Am Fam Physician. 1998;57(9):2071-2078
The legend for this figure reads as follows: “ECG from a 12-year-old girl with hypertrophic cardiomyopathy. Note the presence of sinus rhythm and wide, bizarre QRS complexes. The recording is at half standard, so the complexes are actually twice as large as displayed. The ECG is abnormal in over 90 percent of patients with hypertrophic cardiomyopathy. The most common abnormalities are left ventricular hypertrophy, ST-segment alterations, T-wave inversion, large Q waves and the peculiar diminution of R waves in the lateral precordial leads seen in this patient.”
Close inspection of lead V1 in this tracing shows a short PR interval, slurring of the intial portion of the QRS complex (a delta wave) and QRS widening. Although delta waves are not well seen in many of the other leads in this tracing, I believe there is slurring of the initial part of the QRS in leads V4 and V5. In addition, the multiple deflections in the inferior leads may represent partially negative delta waves.
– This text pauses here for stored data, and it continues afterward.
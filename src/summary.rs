//! Per-cluster descriptive statistics

use std::collections::BTreeMap;

use ndarray::{Array1, Array2};
use serde::Serialize;

use crate::data::{AGE, CLEANLINESS, FLIGHT_DISTANCE, N_FEATURES, SEAT_COMFORT};
use crate::error::DataError;

/// Mean raw feature values and passenger count of one cluster
#[derive(Debug, Clone, PartialEq, Serialize)]
pub struct ClusterProfile {
    pub cluster: usize,
    pub mean_age: f64,
    pub mean_flight_distance: f64,
    pub mean_seat_comfort: f64,
    pub mean_cleanliness: f64,
    pub passengers: usize,
}

/// One profile per cluster label present, ascending by label
#[derive(Debug, Clone, Default, PartialEq, Serialize)]
pub struct ClusterSummary {
    pub profiles: Vec<ClusterProfile>,
}

impl ClusterSummary {
    pub fn total_passengers(&self) -> usize {
        self.profiles.iter().map(|p| p.passengers).sum()
    }

    pub fn get(&self, cluster: usize) -> Option<&ClusterProfile> {
        self.profiles.iter().find(|p| p.cluster == cluster)
    }
}

/// Arithmetic means of the raw features per cluster, plus passenger counts.
///
/// `raw_features`, `passenger_ids` and `labels` must be row-aligned; each
/// passenger id counts once towards its cluster.
pub fn summarize(
    raw_features: &Array2<f64>,
    passenger_ids: &[String],
    labels: &Array1<usize>,
) -> crate::Result<ClusterSummary> {
    if raw_features.ncols() != N_FEATURES {
        return Err(DataError::FeatureCount {
            expected: N_FEATURES,
            found: raw_features.ncols(),
        });
    }
    if labels.len() != raw_features.nrows() {
        return Err(DataError::LengthMismatch {
            what: "cluster labels",
            expected: raw_features.nrows(),
            found: labels.len(),
        });
    }
    if passenger_ids.len() != raw_features.nrows() {
        return Err(DataError::LengthMismatch {
            what: "passenger ids",
            expected: raw_features.nrows(),
            found: passenger_ids.len(),
        });
    }

    let mut groups: BTreeMap<usize, (Array1<f64>, usize)> = BTreeMap::new();
    for (row, &label) in raw_features.outer_iter().zip(labels.iter()) {
        let (sum, count) = groups
            .entry(label)
            .or_insert_with(|| (Array1::zeros(N_FEATURES), 0));
        *sum += &row;
        *count += 1;
    }

    let profiles = groups
        .into_iter()
        .map(|(cluster, (sum, count))| {
            let mean = sum / count as f64;
            ClusterProfile {
                cluster,
                mean_age: mean[AGE],
                mean_flight_distance: mean[FLIGHT_DISTANCE],
                mean_seat_comfort: mean[SEAT_COMFORT],
                mean_cleanliness: mean[CLEANLINESS],
                passengers: count,
            }
        })
        .collect();

    Ok(ClusterSummary { profiles })
}

#[cfg(test)]
mod tests {
    use super::*;
    use ndarray::array;

    fn ids(n: usize) -> Vec<String> {
        (1..=n).map(|i| i.to_string()).collect()
    }

    #[test]
    fn test_summarize_means_and_counts() {
        let raw = array![
            [20.0, 100.0, 1.0, 2.0],
            [30.0, 300.0, 3.0, 4.0],
            [60.0, 4000.0, 5.0, 5.0],
        ];
        let labels = array![2, 2, 0];

        let summary = summarize(&raw, &ids(3), &labels).unwrap();
        assert_eq!(summary.profiles.len(), 2);

        let first = &summary.profiles[0];
        assert_eq!(first.cluster, 0);
        assert_eq!(first.passengers, 1);
        assert_eq!(first.mean_flight_distance, 4000.0);

        let second = &summary.profiles[1];
        assert_eq!(second.cluster, 2);
        assert_eq!(second.passengers, 2);
        assert_eq!(second.mean_age, 25.0);
        assert_eq!(second.mean_flight_distance, 200.0);
        assert_eq!(second.mean_seat_comfort, 2.0);
        assert_eq!(second.mean_cleanliness, 3.0);

        assert_eq!(summary.total_passengers(), 3);
        assert!(summary.get(1).is_none());
    }

    #[test]
    fn test_summarize_rejects_misaligned_labels() {
        let raw = array![[20.0, 100.0, 1.0, 2.0], [30.0, 300.0, 3.0, 4.0]];
        assert!(matches!(
            summarize(&raw, &ids(2), &array![0]),
            Err(DataError::LengthMismatch { .. })
        ));
        assert!(matches!(
            summarize(&raw, &ids(1), &array![0, 1]),
            Err(DataError::LengthMismatch { .. })
        ));
    }
}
I therefore believe that this ECG is highly suggestive of Wolff-Parkinson-White (WPW) syndrome.
While I fully agree that most patients with hypertrophic cardiomyopathy have an abnormal ECG, I do not feel that the tracing shown in Figure 1 is representative of what one should expect to find with this abnormality, other than the slight increased association of a familial form of WPW that is seen with hypertrophic cardiomyopathy.
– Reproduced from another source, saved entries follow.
//! Elbow search: WCSS over candidate cluster counts and knee detection

use log::{debug, info, warn};
use ndarray::{concatenate, Array2, Axis};
use rayon::prelude::*;
use serde::Serialize;

use crate::error::{DataError, Diagnostic};
use crate::model::{farthest_point, fit_kmeans, refine_kmeans, KMeansModel, KMeansParams};

/// Largest candidate cluster count in the dispersion curve
pub const K_MAX: usize = 10;

/// Kneedle sensitivity
const SENSITIVITY: f64 = 1.0;

#[derive(Debug, Clone, Copy, PartialEq, Serialize)]
pub struct DispersionPoint {
    pub clusters: usize,
    pub wcss: f64,
}

/// WCSS per candidate cluster count, ordered by count and non-increasing
#[derive(Debug, Clone, Default, PartialEq, Serialize)]
pub struct DispersionCurve {
    points: Vec<DispersionPoint>,
}

impl DispersionCurve {
    pub fn points(&self) -> &[DispersionPoint] {
        &self.points
    }

    pub fn wcss(&self) -> Vec<f64> {
        self.points.iter().map(|p| p.wcss).collect()
    }

    pub fn len(&self) -> usize {
        self.points.len()
    }

    pub fn is_empty(&self) -> bool {
        self.points.is_empty()
    }
}

impl From<Vec<DispersionPoint>> for DispersionCurve {
    fn from(points: Vec<DispersionPoint>) -> Self {
        Self { points }
    }
}

/// Result of the elbow search
#[derive(Debug, Clone, PartialEq, Serialize)]
pub struct ElbowSearch {
    pub curve: DispersionCurve,
    /// Advisory cluster count; `None` when no distinct knee exists
    pub elbow: Option<usize>,
    pub diagnostics: Vec<Diagnostic>,
}

/// Fit K-Means for every k in `1..=K_MAX` and locate the elbow.
///
/// Fewer than `K_MAX` records cannot fill the curve and are rejected.
/// `params.n_clusters` is ignored; every fit uses `params.seed`. With
/// `parallel` the fits run on the rayon pool and are collected in k order.
pub fn search_elbow(
    features: &Array2<f64>,
    params: &KMeansParams,
    parallel: bool,
) -> crate::Result<ElbowSearch> {
    if features.nrows() == 0 {
        return Err(DataError::EmptyDataset);
    }
    if features.nrows() < K_MAX {
        return Err(DataError::TooFewRecords {
            records: features.nrows(),
            clusters: K_MAX,
        });
    }

    let mut fits = if parallel {
        (1..=K_MAX)
            .into_par_iter()
            .map(|k| fit_kmeans(features, &params.with_clusters(k)))
            .collect::<crate::Result<Vec<_>>>()?
    } else {
        (1..=K_MAX)
            .map(|k| fit_kmeans(features, &params.with_clusters(k)))
            .collect::<crate::Result<Vec<_>>>()?
    };

    enforce_monotone(features, params, &mut fits)?;

    let mut diagnostics = fits
        .iter()
        .filter(|fit| !fit.converged)
        .map(|fit| Diagnostic::ConvergenceWarning {
            clusters: fit.n_clusters,
            iterations: fit.iterations,
        })
        .collect::<Vec<_>>();

    let curve = DispersionCurve::from(
        fits.iter()
            .map(|fit| DispersionPoint {
                clusters: fit.n_clusters,
                wcss: fit.inertia,
            })
            .collect::<Vec<_>>(),
    );

    let elbow = locate_knee(&curve);
    match elbow {
        Some(k) => info!("elbow estimate: {} clusters", k),
        None => {
            warn!("no distinct elbow in the dispersion curve");
            diagnostics.push(Diagnostic::AmbiguousElbow);
        }
    }

    Ok(ElbowSearch {
        curve,
        elbow,
        diagnostics,
    })
}

/// Re-fit any k whose inertia exceeds the k-1 fit, warm-started from the k-1
/// centroids plus its worst-fitting point. Lloyd steps never raise inertia,
/// so the warm start ends at or below the k-1 value.
fn enforce_monotone(
    features: &Array2<f64>,
    params: &KMeansParams,
    fits: &mut [KMeansModel],
) -> crate::Result<()> {
    for i in 1..fits.len() {
        if fits[i].inertia <= fits[i - 1].inertia {
            continue;
        }
        let previous = &fits[i - 1];
        let Some(worst) = farthest_point(features, previous) else {
            continue;
        };
        let init = concatenate(
            Axis(0),
            &[
                previous.centroids.view(),
                features.row(worst).insert_axis(Axis(0)),
            ],
        )
        .map_err(|_| DataError::FeatureCount {
            expected: previous.centroids.ncols(),
            found: features.ncols(),
        })?;

        let warm = refine_kmeans(features, init, &params.with_clusters(previous.n_clusters + 1))?;
        debug!(
            "k={}: warm start inertia {:.4} replaces {:.4}",
            warm.n_clusters, warm.inertia, fits[i].inertia
        );
        if warm.inertia < fits[i].inertia {
            fits[i] = warm;
        }
    }
    Ok(())
}

/// Knee of a convex, decreasing dispersion curve (Kneedle, offline mode).
///
/// Returns the cluster count at the first knee, or `None` when the curve has
/// fewer than three points, is flat, or shows no distinct knee.
pub fn locate_knee(curve: &DispersionCurve) -> Option<usize> {
    let x = curve
        .points()
        .iter()
        .map(|p| p.clusters as f64)
        .collect::<Vec<_>>();
    let index = knee_index(&x, &curve.wcss(), SENSITIVITY)?;
    Some(curve.points()[index].clusters)
}

fn knee_index(x: &[f64], y: &[f64], sensitivity: f64) -> Option<usize> {
    let n = x.len();
    if n < 3 || y.len() != n {
        return None;
    }

    let x_norm = unit_scale(x)?;
    let y_norm = unit_scale(y)?;

    // flipping y turns the convex decreasing curve into a concave increasing one
    let difference = x_norm
        .iter()
        .zip(&y_norm)
        .map(|(xn, yn)| (1.0 - yn) - xn)
        .collect::<Vec<_>>();

    let maxima = local_extrema(&difference, |a, b| a >= b);
    let minima = local_extrema(&difference, |a, b| a <= b);
    let first_max = *maxima.first()?;
    let step = ((x_norm[n - 1] - x_norm[0]) / (n - 1) as f64).abs();

    let mut threshold = 0.0;
    let mut threshold_index = first_max;
    for i in first_max..n - 1 {
        if maxima.contains(&i) {
            threshold = difference[i] - sensitivity * step;
            threshold_index = i;
        }
        if minima.contains(&i) {
            threshold = 0.0;
        }
        if difference[i + 1] < threshold {
            return Some(threshold_index);
        }
    }
    None
}

fn unit_scale(values: &[f64]) -> Option<Vec<f64>> {
    let min = values.iter().copied().fold(f64::INFINITY, f64::min);
    let max = values.iter().copied().fold(f64::NEG_INFINITY, f64::max);
    let range = max - min;
    if !range.is_finite() || range <= 0.0 {
        return None;
    }
    Some(values.iter().map(|v| (v - min) / range).collect())
}

/// Indices where `cmp` holds against both neighbours; the ends compare
/// against themselves.
fn local_extrema(values: &[f64], cmp: impl Fn(f64, f64) -> bool) -> Vec<usize> {
    let last = values.len() - 1;
    (0..values.len())
        .filter(|&i| {
            let left = values[i.saturating_sub(1)];
            let right = values[(i + 1).min(last)];
            cmp(values[i], left) && cmp(values[i], right)
        })
        .collect()
}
in reply: Dr. Grauer correctly points out that the ECG in Figure 1 of the second part of our review on common cardiovascular problems in the young appears to show preexcitation. The patient in question has marked septal hypertrophy and mild left ventricular outflow obstruction by echocardiography but has never complained of tachycardia. It illustrates our point that the ECG is almost always abnormal in hypertrophic cardiomyopathy, with preexcitation being one of the abnormalities that may occur.